If I had a pound for everyone who’s ever asked me for the next hot ‘get rich quick’ share tip I’d be getting, well, slightly richer quite slowly.

Piling into the latest popular stock when everybody is already bigging it up can be a serious mistake. By that stage, you’re often looking at a bubble-style over-valuation, and losing money from that point is more likely than gaining.

I think Purplebricks is an example — thanks to successful advertising, people who wouldn’t normally buy shares are getting in. Now, I’m not saying you need to find secret stocks that nobody has heard of, just keep away from the hyped ones.

Going for penny shares can be a mistake too. The idea here is that, say, a 10p share must have more upside than a £10 one. But a company with £10 shares could potentially do a 100-for-1 stock split at any time and end up with 100 times as many shares in circulation at 10p — without any change in its prospects whatsoever.

Some suggest you have less to lose with a penny share too, but that’s nonsense — the most you can lose out of every investment is 100%, regardless of the share price.

Invest, don’t gamble

Approaching the stock market like a gambling habit can be ruinous, and I’ve seen many would-be millionaires doing it. They buy what they think is going to be hot, the quick profits don’t materialise, so they sell and move on to the next big thing.

On average, you might expect to at least break even like that, but that reckons without dealing charges and the price spread — and the latter is bigger with penny stocks. Look at President Energy, for example. Right now you’ll have to pay 8.25p to buy a share, but you’ll only get 7.5p if you sell one — you’ve lost 9% before you even start, and if you trade too often that will mount up to a lot of wasted money.

Trying to time the market is unlikely to get you rich quick either. Plenty of folk examine chart formations and patterns, and try to guess the short-term future from them.
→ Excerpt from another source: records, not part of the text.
//! Line-oriented stream tokenizer
//!
//! [`TokenStream`] reads its source one line at a time, yields the lexer
//! runs of each line followed by a line-terminator token, and finishes with
//! a single end-of-input sentinel. The stream is lazy and forward-only: a
//! line is only read once the tokens of the previous line are consumed.

use crate::error::{Error, Result};
use crate::lexer::next_word_or_separator;
use crate::token::{Token, LINE_TERMINATOR};
use serde::{Deserialize, Serialize};
use std::io::{self, BufRead, Cursor};
use std::iter::FusedIterator;

/// How line breaks are represented in the token stream
#[derive(Debug, Clone, Copy, PartialEq, Eq, Default, Serialize, Deserialize)]
#[serde(rename_all = "lowercase")]
pub enum LineEndings {
    /// Emit `"\n"` after every line, including a last line without one
    #[default]
    Canonical,
    /// Emit the terminator actually read (`"\n"` or `"\r\n"`), if any
    Preserve,
}

/// What to do when reading a line fails
#[derive(Debug, Clone, Copy, PartialEq, Eq, Default, Serialize, Deserialize)]
#[serde(rename_all = "lowercase")]
pub enum ReadErrorPolicy {
    /// Log the failure and end the stream as if the input was exhausted
    #[default]
    Truncate,
    /// Yield the failure to the caller and stop
    Abort,
}

/// Options for [`TokenStream`]
#[derive(Debug, Clone, Copy, PartialEq, Eq, Default, Serialize, Deserialize)]
#[serde(default)]
pub struct TokenizerOptions {
    /// Line-terminator representation
    pub line_endings: LineEndings,
    /// Read failure handling
    pub read_errors: ReadErrorPolicy,
}

#[derive(Debug, Clone, Copy, PartialEq, Eq)]
enum State {
    /// Draining the current line or reading the next one
    Active,
    /// Input exhausted, sentinel not yet emitted
    Exhausted,
    /// Nothing more to yield
    Done,
}

/// Lazy token sequence over a buffered reader
#[derive(Debug)]
pub struct TokenStream<R> {
    reader: R,
    options: TokenizerOptions,
    line: String,
    position: usize,
    terminator: Option<&'static str>,
    lines_read: usize,
    state: State,
}

impl<R: BufRead> TokenStream<R> {
    /// Create a stream with default options
    pub fn new(reader: R) -> Self {
        Self::with_options(reader, TokenizerOptions::default())
    }

    /// Create a stream with explicit options
    pub fn with_options(reader: R, options: TokenizerOptions) -> Self {
        Self {
            reader,
            options,
            line: String::new(),
            position: 0,
            terminator: None,
            lines_read: 0,
            state: State::Active,
        }
    }

    /// Number of lines consumed so far
    pub fn lines_read(&self) -> usize {
        self.lines_read
    }

    /// Read the next line into the buffer. Returns false at end of input.
    fn read_line(&mut self) -> io::Result<bool> {
        let mut bytes = std::mem::take(&mut self.line).into_bytes();
        bytes.clear();
        self.position = 0;
        self.terminator = None;

        let raw_terminator = match read_raw_line(&mut self.reader, &mut bytes)? {
            RawLine::Eof => return Ok(false),
            RawLine::Line(terminator) => terminator,
        };
        self.line = String::from_utf8(bytes)
            .map_err(|e| io::Error::new(io::ErrorKind::InvalidData, e))?;
        self.lines_read += 1;

        self.terminator = match self.options.line_endings {
            LineEndings::Canonical => Some(LINE_TERMINATOR),
            LineEndings::Preserve => raw_terminator,
        };

        log::trace!("line {}: {} bytes", self.lines_read, self.line.len());
        Ok(true)
    }
}

enum RawLine {
    Eof,
    /// Line content was read, followed by this terminator if any
    Line(Option<&'static str>),
}

/// `fill_buf`, retried on `Interrupted`
fn fill<R: BufRead>(reader: &mut R) -> io::Result<&[u8]> {
    while let Err(e) = reader.fill_buf() {
        if e.kind() != io::ErrorKind::Interrupted {
            return Err(e);
        }
    }
    reader.fill_buf()
}

/// Append one line of raw bytes to `buf`.
///
/// A line ends at `\n`, `\r\n` or a lone `\r`; the terminator is consumed
/// but not copied.
fn read_raw_line<R: BufRead>(reader: &mut R, buf: &mut Vec<u8>) -> io::Result<RawLine> {
    let mut read_any = false;
    loop {
        let available = fill(reader)?;
        if available.is_empty() {
            return Ok(if read_any {
                RawLine::Line(None)
            } else {
                RawLine::Eof
            });
        }
        read_any = true;

        let Some(idx) = available.iter().position(|&b| b == b'\n' || b == b'\r') else {
            let len = available.len();
            buf.extend_from_slice(available);
            reader.consume(len);
            continue;
        };
        let is_carriage_return = available[idx] == b'\r';
        buf.extend_from_slice(&available[..idx]);
        reader.consume(idx + 1);

        if !is_carriage_return {
            return Ok(RawLine::Line(Some("\n")));
        }
        if fill(reader)?.first() == Some(&b'\n') {
            reader.consume(1);
            return Ok(RawLine::Line(Some("\r\n")));
        }
        return Ok(RawLine::Line(Some("\r")));
    }
}

impl<R: BufRead> Iterator for TokenStream<R> {
    type Item = Result<Token>;

    fn next(&mut self) -> Option<Self::Item> {
        loop {
            match self.state {
                State::Done => return None,
                State::Exhausted => {
                    self.state = State::Done;
                    log::debug!("end of input after {} lines", self.lines_read);
                    return Some(Ok(Token::end_of_input()));
                }
                State::Active => {}
            }

            if self.position < self.line.len() {
                return match next_word_or_separator(&self.line, self.position) {
                    Ok(run) => {
                        self.position += run.len();
                        Some(Ok(Token::from_lexeme(run)))
                    }
                    Err(err) => {
                        self.state = State::Done;
                        Some(Err(err))
                    }
                };
            }

            if let Some(terminator) = self.terminator.take() {
                return Some(Ok(Token::from_lexeme(terminator)));
            }

            match self.read_line() {
                Ok(true) => continue,
                Ok(false) => self.state = State::Exhausted,
                Err(source) => {
                    let line = self.lines_read + 1;
                    match self.options.read_errors {
                        ReadErrorPolicy::Truncate => {
                            log::warn!(
                                "failed to read line {line}: {source}; treating as end of input"
                            );
                            self.state = State::Exhausted;
                        }
                        ReadErrorPolicy::Abort => {
                            self.state = State::Done;
                            return Some(Err(Error::Read { line, source }));
                        }
                    }
                }
            }
        }
    }
}

impl<R: BufRead> FusedIterator for TokenStream<R> {}

/// Tokenize a reader with default options
pub fn tokenize<R: BufRead>(reader: R) -> TokenStream<R> {
    TokenStream::new(reader)
}

/// Tokenize an in-memory string, collecting every token including the sentinel
pub fn tokenize_str(text: &str, options: TokenizerOptions) -> Result<Vec<Token>> {
    TokenStream::with_options(Cursor::new(text.as_bytes()), options).collect()
}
Many report success too, but none of the investment greats over history has ever been a chart-follower.

Trying to time the ups and downs and get in and out just when it’s right is another losing strategy.

In fact, any kind of short-term approach is likely to be a poor one, as nobody has yet managed to come up with a reliable way of telling where the market will go tomorrow, next week, or next year. It’s only when we get to five-year and 10-year periods and longer that any kind of predictability starts to emerge.


So you can’t get rich investing in shares? No, that’s not what I’m saying at all. You very much can, but you need to take a long-term view of it, and think like an investor and not like a gambler. For me, that means buying dividend-paying blue-chip shares, and keeping them for decades while reinvesting the dividends.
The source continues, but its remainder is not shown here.